There are myriad situations where a party’s disability or other impairment is an impediment to perception, or to understanding, or to appreciation of the terms of a contract. Blindness, deafness, age- or illness-related impairment, cognitive impairment (even if temporary), or another disability, might be asserted as a basis for the voiding of a contract.
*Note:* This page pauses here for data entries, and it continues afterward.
use std::sync::Arc;

use chrono::{Local, NaiveDateTime};
use futures::Stream;
use futures::stream;
use tracing::{info, instrument};

use super::HistoryStore;
use crate::models::{HistoryEntry, HistoryRecord, WeatherReading, weather_code_to_description};
use crate::{Result, WeatherTimelineError};

/// Query over the stored log, re-run on every change
#[derive(Debug, Clone)]
enum HistoryQuery {
    All,
    Between(NaiveDateTime, NaiveDateTime),
    Search(String),
}

fn persistence(err: anyhow::Error) -> WeatherTimelineError {
    WeatherTimelineError::persistence(&err)
}

/// Saves readings to the history log and exposes queries over it
#[derive(Clone)]
pub struct HistoryService {
    store: Arc<HistoryStore>,
}

impl HistoryService {
    pub fn new(store: Arc<HistoryStore>) -> Self {
        Self { store }
    }

    /// Persist a reading as a lookup made now at the current location
    #[instrument(skip_all, fields(code = reading.weather_code))]
    pub async fn save(&self, reading: &WeatherReading) -> Result<u64> {
        let entry = HistoryEntry {
            timestamp: Local::now().naive_local(),
            latitude: reading.coordinate.latitude,
            longitude: reading.coordinate.longitude,
            temperature: reading.temperature,
            weather_code: reading.weather_code,
            wind_speed: reading.wind_speed,
            humidity: reading.humidity,
            weather_description: weather_code_to_description(reading.weather_code).to_string(),
            location_label: None,
            was_current_location: true,
        };

        let id = self.store.insert(entry).await.map_err(persistence)?;
        info!("Saved weather lookup as history record {}", id);
        Ok(id)
    }

    /// Live view of the whole log, newest first.
    ///
    /// Yields the current records immediately and again after every change.
    /// The stream never ends on its own; drop it to unsubscribe and call
    /// again to start over.
    pub fn list(&self) -> impl Stream<Item = Result<Vec<HistoryRecord>>> + Send + 'static {
        self.observe(HistoryQuery::All)
    }

    /// Live view of records with `start <= timestamp <= end`
    pub fn list_between(
        &self,
        start: NaiveDateTime,
        end: NaiveDateTime,
    ) -> impl Stream<Item = Result<Vec<HistoryRecord>>> + Send + 'static {
        self.observe(HistoryQuery::Between(start, end))
    }

    /// Live view of records whose description contains `text`
    pub fn search(
        &self,
        text: &str,
    ) -> impl Stream<Item = Result<Vec<HistoryRecord>>> + Send + 'static {
        self.observe(HistoryQuery::Search(text.to_string()))
    }

    /// One-shot copy of the whole log, newest first
    pub async fn snapshot(&self) -> Result<Vec<HistoryRecord>> {
        run_query(&self.store, &HistoryQuery::All).await
    }

    pub async fn get_by_id(&self, id: u64) -> Result<Option<HistoryRecord>> {
        self.store.get(id).await.map_err(persistence)
    }

    /// Deleting a missing id is not an error
    pub async fn delete_by_id(&self, id: u64) -> Result<()> {
        self.store.delete_by_id(id).await.map_err(persistence)?;
        Ok(())
    }

    pub async fn delete_all(&self) -> Result<()> {
        let removed = self.store.delete_all().await.map_err(persistence)?;
        info!("Cleared {} history records", removed);
        Ok(())
    }

    pub async fn count(&self) -> usize {
        self.store.count().await
    }

    fn observe(
        &self,
        query: HistoryQuery,
    ) -> impl Stream<Item = Result<Vec<HistoryRecord>>> + Send + 'static {
        let store = Arc::clone(&self.store);
        let mut changes = store.subscribe();
        changes.mark_changed();

        stream::unfold(
            (store, changes, query),
            |(store, mut changes, query)| async move {
                // The sender lives in the store we hold, so this only fails on shutdown
                changes.changed().await.ok()?;
                let records = run_query(&store, &query).await;
                Some((records, (store, changes, query)))
            },
        )
    }
}

async fn run_query(store: &HistoryStore, query: &HistoryQuery) -> Result<Vec<HistoryRecord>> {
    let records = match query {
        HistoryQuery::All => store.list().await,
        HistoryQuery::Between(start, end) => store.list_between(*start, *end).await,
        HistoryQuery::Search(text) => store.search(text).await,
    };
    records.map_err(persistence)
}
use url::Url;

/// Social platforms the share buttons link out to.
#[derive(Debug, Clone, Copy, PartialEq, Eq)]
pub enum ShareTarget {
    Facebook,
    Twitter,
    Line,
}

impl ShareTarget {
    /// Platform name shown in the share UI.
    pub fn display_name(&self) -> &'static str {
        match self {
            ShareTarget::Facebook => "Facebook",
            ShareTarget::Twitter => "Twitter",
            ShareTarget::Line => "LINE",
        }
    }

    fn endpoint(&self) -> &'static str {
        match self {
            ShareTarget::Facebook => "https://www.facebook.com/sharer/sharer.php",
            ShareTarget::Twitter => "https://twitter.com/intent/tweet",
            ShareTarget::Line => "https://social-plugins.line.me/lineit/share",
        }
    }
}

/// Build the share URL for `target`, pointing at `page_url` with `title` as
/// the prefilled text where the platform accepts one. Query values are
/// percent-encoded.
pub fn share_url(target: ShareTarget, page_url: &str, title: &str) -> Result<Url, String> {
    let mut url = Url::parse(target.endpoint()).map_err(|e| e.to_string())?;

    {
        let mut query = url.query_pairs_mut();
        match target {
            ShareTarget::Facebook => {
                query.append_pair("u", page_url);
            }
            ShareTarget::Twitter | ShareTarget::Line => {
                query.append_pair("url", page_url);
                query.append_pair("text", title);
            }
        }
    }

    Ok(url)
}
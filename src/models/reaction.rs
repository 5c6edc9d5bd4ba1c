use std::str::FromStr;

use serde::{Deserialize, Serialize};

/// The fixed set of reactions a reader can leave on a post.
#[derive(Debug, Clone, Copy, PartialEq, Eq, Hash)]
pub enum ReactionKind {
    Like,
    Love,
    Useful,
}

impl ReactionKind {
    pub const ALL: [ReactionKind; 3] = [
        ReactionKind::Like,
        ReactionKind::Love,
        ReactionKind::Useful,
    ];

    /// Wire name, matching the field names in the persisted JSON blobs.
    pub fn as_str(&self) -> &'static str {
        match self {
            ReactionKind::Like => "like",
            ReactionKind::Love => "love",
            ReactionKind::Useful => "useful",
        }
    }

    /// Display word for buttons and the one-time acknowledgment shown when a
    /// reaction activates.
    pub fn label(&self) -> &'static str {
        match self {
            ReactionKind::Like => "Like",
            ReactionKind::Love => "Love",
            ReactionKind::Useful => "Useful",
        }
    }
}

impl FromStr for ReactionKind {
    type Err = String;

    fn from_str(s: &str) -> Result<Self, Self::Err> {
        match s {
            "like" => Ok(ReactionKind::Like),
            "love" => Ok(ReactionKind::Love),
            "useful" => Ok(ReactionKind::Useful),
            other => Err(format!("unknown reaction kind: {}", other)),
        }
    }
}

/// Per-post reaction totals, one JSON blob per post. Fields missing from an
/// older blob read as zero.
#[derive(Debug, Clone, Copy, Default, PartialEq, Eq, Serialize, Deserialize)]
#[serde(default)]
pub struct ReactionCounts {
    pub like: i64,
    pub love: i64,
    pub useful: i64,
}

impl ReactionCounts {
    pub fn get(&self, kind: ReactionKind) -> i64 {
        match kind {
            ReactionKind::Like => self.like,
            ReactionKind::Love => self.love,
            ReactionKind::Useful => self.useful,
        }
    }

    pub(crate) fn slot(&mut self, kind: ReactionKind) -> &mut i64 {
        match kind {
            ReactionKind::Like => &mut self.like,
            ReactionKind::Love => &mut self.love,
            ReactionKind::Useful => &mut self.useful,
        }
    }
}

/// Which reactions the local reader has toggled on for a post. Persisted
/// separately from the totals; missing fields read as false.
#[derive(Debug, Clone, Copy, Default, PartialEq, Eq, Serialize, Deserialize)]
#[serde(default)]
pub struct UserReactions {
    pub like: bool,
    pub love: bool,
    pub useful: bool,
}

impl UserReactions {
    pub fn is_active(&self, kind: ReactionKind) -> bool {
        match kind {
            ReactionKind::Like => self.like,
            ReactionKind::Love => self.love,
            ReactionKind::Useful => self.useful,
        }
    }

    pub(crate) fn slot(&mut self, kind: ReactionKind) -> &mut bool {
        match kind {
            ReactionKind::Like => &mut self.like,
            ReactionKind::Love => &mut self.love,
            ReactionKind::Useful => &mut self.useful,
        }
    }
}
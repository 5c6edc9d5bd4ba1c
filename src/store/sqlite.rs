use std::sync::atomic::{AtomicU64, Ordering};

use r2d2::Pool;
use r2d2_sqlite::SqliteConnectionManager;
use rusqlite::params;

use super::{ChangeListener, KvStore, Subscribers};

pub type DbPool = Pool<SqliteConnectionManager>;

/// Counter for unique shared-cache in-memory database names, so independent
/// in-memory stores in one process never see each other's entries.
static MEMORY_DB_COUNTER: AtomicU64 = AtomicU64::new(0);

/// SQLite-backed implementation of the KvStore trait. A single `kv` table
/// holds every entry, the same flat shape a browser profile uses for local
/// storage.
pub struct SqliteStore {
    pub pool: DbPool,
    subscribers: Subscribers,
}

impl SqliteStore {
    /// Open (or create) a file-backed store at `path` with WAL enabled.
    pub fn open(path: &str) -> Result<Self, String> {
        let manager = SqliteConnectionManager::file(path);
        let pool = Pool::builder()
            .max_size(10)
            .build(manager)
            .map_err(|e| e.to_string())?;

        // Enable WAL mode for better concurrent read performance
        let conn = pool.get().map_err(|e| e.to_string())?;
        conn.execute_batch("PRAGMA journal_mode=WAL;")
            .map_err(|e| e.to_string())?;
        drop(conn);

        Self::new(pool)
    }

    /// Open a fresh process-local in-memory store. The shared-cache URI keeps
    /// the database alive across the pool's connections.
    pub fn in_memory() -> Result<Self, String> {
        let id = MEMORY_DB_COUNTER.fetch_add(1, Ordering::SeqCst);
        let uri = format!("file:kudos_mem_{}?mode=memory&cache=shared", id);
        let manager = SqliteConnectionManager::file(uri);
        let pool = Pool::builder()
            .max_size(2)
            .build(manager)
            .map_err(|e| e.to_string())?;
        Self::new(pool)
    }

    /// Wrap an existing pool, creating the `kv` table if it is missing.
    pub fn new(pool: DbPool) -> Result<Self, String> {
        {
            let conn = pool.get().map_err(|e| e.to_string())?;
            conn.execute_batch(
                "CREATE TABLE IF NOT EXISTS kv (
                    key TEXT PRIMARY KEY,
                    value TEXT NOT NULL
                );",
            )
            .map_err(|e| e.to_string())?;
        }
        Ok(SqliteStore {
            pool,
            subscribers: Subscribers::new(),
        })
    }
}

impl KvStore for SqliteStore {
    fn get(&self, key: &str) -> Option<String> {
        let conn = self.pool.get().ok()?;
        conn.query_row("SELECT value FROM kv WHERE key = ?1", params![key], |row| {
            row.get(0)
        })
        .ok()
    }

    fn set(&self, key: &str, value: &str) -> Result<(), String> {
        let conn = self.pool.get().map_err(|e| e.to_string())?;
        conn.execute(
            "INSERT INTO kv (key, value) VALUES (?1, ?2)
             ON CONFLICT(key) DO UPDATE SET value = ?2",
            params![key, value],
        )
        .map_err(|e| e.to_string())?;
        drop(conn);

        self.subscribers.notify(key);
        Ok(())
    }

    fn subscribe(&self, listener: ChangeListener) -> u64 {
        self.subscribers.add(listener)
    }

    fn unsubscribe(&self, token: u64) {
        self.subscribers.remove(token);
    }
}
We suggest that to better ensure the enforceability of an agreement to arbitrate in a consumer contract, for example, the party requesting such agreement should (i) draw explicit attention to the offered arbitration clause; (ii) provide an explanation or summary of its terms in accessible, non-technical language to the extent possible; (iii) collect tangible evidence of the customer’s assent to the arbitration agreement (e.g., requiring the customer to acknowledge his/her assent by signing or initialing); and (iv) limit or eschew the use of clickwrap agreements.